In the present embodiment, the formation range of the hydrophilic substance 70 is the same as that in the first embodiment, but in the present invention, it is the first area.
It is not limited to the range of the embodiment.

[0023]

As described above, according to the humidifying cool air blower of the present invention, a part of the water droplets in the humidified cold air is collected by the water collecting means above the inner wall of the duct, and the collected water is collected. The water drops are prevented from being carried to the outside along with the cold air because they flow down the wall and flow down, and the problem of so-called “water splash” is solved. Therefore, there is an effect that the wastewater treatment property is significantly improved.

[Brief description of drawings]

FIG. 1 is a schematic configuration diagram showing a humidifying cool air fan according to a first embodiment of the present invention.

FIG. 2 is a sectional view of a II portion shown in FIG.

FIG. 3A is a vertical sectional view of an inclined duct according to the first embodiment of the present invention. (B) is a B direction arrow view of (A).

FIG. 4A is a diagram showing an inclination angle θ of the inclined duct according to the first embodiment of the present invention. (B) is a diagram for explaining the groove forming angle α of the inclined duct.

FIG. 5 is a characteristic diagram showing a relationship between a duct inclination angle θ and a groove formation angle α according to the present invention.

FIG. 6 is a distance L from the air outlet according to the first embodiment of the present invention.
It is an experimental data figure which shows the relationship between and the ultimate temperature.

FIG. 7A is a vertical sectional view of an inclined duct according to a second embodiment of the present invention. (B) is a view in the direction of arrow B of (A).

FIG. 8A is a vertical sectional view of an inclined duct according to a third embodiment of the present invention. (B) is a view in the direction of arrow B of (A).

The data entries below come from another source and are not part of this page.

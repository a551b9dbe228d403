// SPDX-FileCopyrightText: 2024 Foundation Devices, Inc. <hello@foundationdevices.com>
// SPDX-License-Identifier: GPL-3.0-or-later

use crate::addr::FlashAddr;
use crate::device::Device;
use crate::error::{BootStatus, PageSlot, WriteError, TOKEN_PAGE_PREFIX};
use crate::guard::guard_page;
use crate::image::BootImage;
use crate::leap::LeapExecutor;
use crate::page::PageWriter;
use crate::scanner::{ScanOptions, SignatureScanner, SpmSequenceLocation};
use crate::Mcu;
use block_protocol::Transport;
use consts::{LOCK_BITS_MASK, LOCK_BITS_UNLOCKED, PAGE_SIZE};
use core::fmt::Write;
use heapless::String;

/// Progress of a boot section rewrite.
#[derive(Clone, Copy, Debug, Eq, PartialEq)]
#[cfg_attr(feature = "defmt", derive(defmt::Format))]
pub enum ReplacerState {
    LockCheck,
    SequenceDiscovery,
    GuardWrite,
    /// Writing image page `next`.
    PageLoop { next: usize },
    Done,
    Failed(BootStatus),
}

/// Rewrites the boot section while keeping an intact sequence copy in flash.
///
/// The guard copy goes to the guard page before anything else is erased. Image pages are
/// then written from the start of the boot section upwards, and a page holding the last
/// intact copy is refused before it is erased.
pub struct BootImageReplacer<M> {
    writer: PageWriter<M>,
    device: Device,
    state: ReplacerState,
    sequence: Option<SpmSequenceLocation>,
}

impl<M: Mcu> BootImageReplacer<M> {
    pub fn new(mcu: M, device: Device, options: ScanOptions) -> Self {
        let executor = LeapExecutor::new(mcu, device);
        Self::with_executor(executor, options)
    }

    pub fn with_executor(executor: LeapExecutor<M>, options: ScanOptions) -> Self {
        let device = *executor.device();
        Self {
            writer: PageWriter::new(executor, SignatureScanner::new(device, options)),
            device,
            state: ReplacerState::LockCheck,
            sequence: None,
        }
    }

    pub fn state(&self) -> ReplacerState {
        self.state
    }

    /// Sequence the next leap will go through.
    pub fn sequence(&self) -> Option<&SpmSequenceLocation> {
        self.sequence.as_ref()
    }

    pub fn executor(&self) -> &LeapExecutor<M> {
        self.writer.executor()
    }

    pub fn mcu(&self) -> &M {
        self.writer.executor().mcu()
    }

    pub fn mcu_mut(&mut self) -> &mut M {
        self.writer.executor_mut().mcu_mut()
    }

    pub fn into_mcu(self) -> M {
        self.writer.into_executor().into_inner()
    }

    /// Whether [`BootImageReplacer::prepare`] already succeeded.
    pub fn is_prepared(&self) -> bool {
        matches!(self.state, ReplacerState::PageLoop { .. } | ReplacerState::Done)
    }

    /// Rewrite the boot section with `image`, reporting progress and the final status
    /// token on `transport`.
    pub fn replace<T: Transport + ?Sized>(&mut self, image: &BootImage<'_>, transport: &mut T) -> BootStatus {
        let status = match self.run(image, transport) {
            Ok(()) => {
                self.state = ReplacerState::Done;
                info!("Boot section replaced, {} pages", image.page_count());
                BootStatus::Success
            }
            Err(status) => status,
        };
        transport.send_line(status.token());
        status
    }

    fn run<T: Transport + ?Sized>(&mut self, image: &BootImage<'_>, transport: &mut T) -> Result<(), BootStatus> {
        self.check_lock()?;
        if let Err(_e) = image.check_fits(&self.device) {
            warn!("Image rejected: {:?}", _e);
            return Err(self.fail(BootStatus::InvalidImage));
        }
        self.discover()?;
        self.write_guard()?;

        for (index, data) in image.pages() {
            self.state = ReplacerState::PageLoop { next: index };
            let dest = self.device.boot_page(index);
            if let Err(error) = self.write_page_at(dest, data) {
                return Err(self.fail(BootStatus::WriteFailed {
                    page: PageSlot::Image(index),
                    error,
                }));
            }
            transport.send_line(&progress_token(index));
        }
        Ok(())
    }

    /// Lock check, sequence discovery and guard write, leaving the replacer ready for
    /// [`BootImageReplacer::write_page_at`].
    pub fn prepare(&mut self) -> Result<(), BootStatus> {
        if self.is_prepared() {
            return Ok(());
        }
        if let ReplacerState::Failed(status) = self.state {
            return Err(status);
        }
        self.check_lock()?;
        self.discover()?;
        self.write_guard()
    }

    /// Write one boot page, refusing to erase the page that holds the last intact copy of
    /// the sequence.
    ///
    /// Needs a successful [`BootImageReplacer::prepare`].
    pub fn write_page_at(&mut self, dest: FlashAddr, data: &[u8]) -> Result<(), WriteError> {
        let mut sequence = match self.sequence {
            Some(sequence) => sequence,
            None => return Err(WriteError::SequenceLost),
        };

        // The erase may go through the copy it destroys, as long as another one survives.
        let page_end = dest.page().offset(PAGE_SIZE as u32);
        if sequence.overlaps(dest.page(), page_end) {
            let scanner = self.writer.scanner();
            match scanner.find_outside(self.writer.executor().mcu(), dest.page(), page_end) {
                Some(_other) => debug!("Copy at {:#x} survives erase of {:#x}", _other.address.byte(), dest.byte()),
                None => {
                    error!("Page {:#x} holds the last sequence copy", dest.byte());
                    return Err(WriteError::LastCopy);
                }
            }
        }

        let result = self.writer.write_page(&mut sequence, data, dest);
        // The location may have moved even if the commit failed afterwards.
        self.sequence = Some(sequence);
        if result.is_err() && self.writer.scanner().revalidate(self.mcu(), &sequence).is_none() {
            self.sequence = None;
        }
        result
    }

    fn check_lock(&mut self) -> Result<(), BootStatus> {
        self.state = ReplacerState::LockCheck;
        let lock = self.mcu_mut().lock_bits();
        if lock & LOCK_BITS_MASK != LOCK_BITS_UNLOCKED {
            error!("Boot section locked, lock bits {:#x}", lock);
            return Err(self.fail(BootStatus::LockedDevice));
        }
        Ok(())
    }

    fn discover(&mut self) -> Result<(), BootStatus> {
        self.state = ReplacerState::SequenceDiscovery;
        self.sequence = self.writer.discover();
        if self.sequence.is_none() {
            return Err(self.fail(BootStatus::SequenceNotFound));
        }
        Ok(())
    }

    fn write_guard(&mut self) -> Result<(), BootStatus> {
        self.state = ReplacerState::GuardWrite;
        let Some(sequence) = self.sequence else {
            return Err(self.fail(BootStatus::SequenceNotFound));
        };
        let page = guard_page(&sequence, &self.device);
        if let Err(error) = self.write_page_at(self.device.guard_page, &page) {
            return Err(self.fail(BootStatus::WriteFailed {
                page: PageSlot::Guard,
                error,
            }));
        }
        self.state = ReplacerState::PageLoop { next: 0 };
        Ok(())
    }

    fn fail(&mut self, status: BootStatus) -> BootStatus {
        self.state = ReplacerState::Failed(status);
        status
    }
}

/// `AVRBPW` followed by the page index as two hex digits.
pub fn progress_token(index: usize) -> String<8> {
    let mut token = String::new();
    // Always fits: 6 prefix bytes and 2 digits for any boot section page.
    let _ = write!(token, "{}{:02X}", TOKEN_PAGE_PREFIX, index & 0xFF);
    token
}
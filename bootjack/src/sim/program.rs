// SPDX-FileCopyrightText: 2024 Foundation Devices, Inc. <hello@foundationdevices.com>
// SPDX-License-Identifier: GPL-3.0-or-later

//! The armed part of a leap as machine code, instruction for instruction what the updater's
//! inline assembly emits.
//!
//! Inputs: r18 command register index, r19 command, r21:r20 payload, r22 target RAMPZ,
//! r25:r24 target Z, r27:r26 sequence word address, r23 its extended byte.

use crate::opcode::*;
use consts::{RAMPZ_IO, SREG_IO, TCCR0B_IO};

pub const R_COMMAND_REGISTER: u8 = 18;
pub const R_COMMAND: u8 = 19;
pub const R_PAYLOAD: u8 = 20;
pub const R_RAMPZ: u8 = 22;
pub const R_JUMP_EXT: u8 = 23;
pub const R_Z: u8 = 24;
pub const R_JUMP: u8 = 26;

/// Assembled leap with the word addresses of its labels.
#[derive(Clone, Debug)]
pub struct LeapProgram {
    pub base: u32,
    pub words: Vec<u16>,
    /// First instruction after the timer was started.
    pub armed: u32,
    /// The `ret` into the sequence.
    pub prepared: u32,
    /// Where the compare handler returns to.
    pub reentry: u32,
}

struct Asm {
    base: u32,
    words: Vec<u16>,
}

impl Asm {
    fn here(&self) -> u32 {
        self.base + self.words.len() as u32
    }

    fn emit(&mut self, words: &[u16]) {
        self.words.extend_from_slice(words);
    }
}

/// Assemble the leap at word address `base` for a `pc_bytes` program counter.
pub fn assemble(base: u32, pc_bytes: u8) -> LeapProgram {
    let mut asm = Asm {
        base,
        words: Vec::new(),
    };
    let wide = pc_bytes > 2;

    // Save what the leap clobbers, then start the timer: cycle zero.
    asm.emit(&[push(0), push(1), push(16), push(30), push(31)]);
    asm.emit(&[r#in(16, SREG_IO), push(16), r#in(16, RAMPZ_IO), push(16)]);
    asm.emit(&[SEI, ldi(16, 1), out(TCCR0B_IO, 16)]);
    let armed = asm.here();

    asm.emit(&[movw(0, R_PAYLOAD)]);
    // Save the command register through its data-space alias.
    asm.emit(&[mov(30, R_COMMAND_REGISTER), ldi(31, 0), ld_z(16), push(16), push(R_COMMAND_REGISTER)]);

    // The re-entry address is patched in once its position is known.
    let reentry_ldi = asm.words.len();
    asm.emit(&[NOP, NOP, push(30), push(31)]);
    if wide {
        asm.emit(&[NOP, push(16)]);
    }
    asm.emit(&[push(R_JUMP), push(R_JUMP + 1)]);
    if wide {
        asm.emit(&[push(R_JUMP_EXT)]);
    }

    asm.emit(&[out(RAMPZ_IO, R_RAMPZ), push(R_Z), push(R_Z + 1)]);
    asm.emit(&[mov(30, R_COMMAND_REGISTER), ldi(31, 0), st_z(R_COMMAND), pop(31), pop(30)]);
    let prepared = asm.here();
    asm.emit(&[RET]);

    let reentry = asm.here();
    asm.emit(&[pop(30), ldi(31, 0), pop(0), st_z(0)]);
    asm.emit(&[pop(16), out(RAMPZ_IO, 16), pop(16), out(SREG_IO, 16)]);
    asm.emit(&[pop(31), pop(30), pop(16), pop(1), pop(0), RET]);

    asm.words[reentry_ldi] = ldi(30, reentry as u8);
    asm.words[reentry_ldi + 1] = ldi(31, (reentry >> 8) as u8);
    if wide {
        asm.words[reentry_ldi + 4] = ldi(16, (reentry >> 16) as u8);
    }

    LeapProgram {
        base,
        words: asm.words,
        armed,
        prepared,
        reentry,
    }
}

FIG. 9A is a cross-sectional view showing the flow direction of water droplets in the inclined duct of the comparative example. (B) is a view in the direction of arrow B of (A).

[Explanation of symbols]

 1 Humidifier Chiller 22 Humidifier 28 Humidifier 34 Vertical duct 36 Inclined duct 50 Groove (water collecting means) 60 Fiber (water collecting means) 70 Hydrophilic substance (water collecting means)

Continuation of the front page (51) Int.Cl. ⁶ Identification code Office reference number FI technical display location F24F 6/00 331 9140-3L 6/12 101 Z 9140-3L

Claims (1)

[Claims] 1. A humidifying cooler for circulating humidified cool air in a duct, wherein water collecting means for collecting water carried with the cool air is provided on an upper part of an inner wall of the duct, and the water collecting means collects the collected water. A humidifying cool air blower, characterized in that water is discharged from a side portion of the inner wall of the duct through a lower portion by utilizing gravity.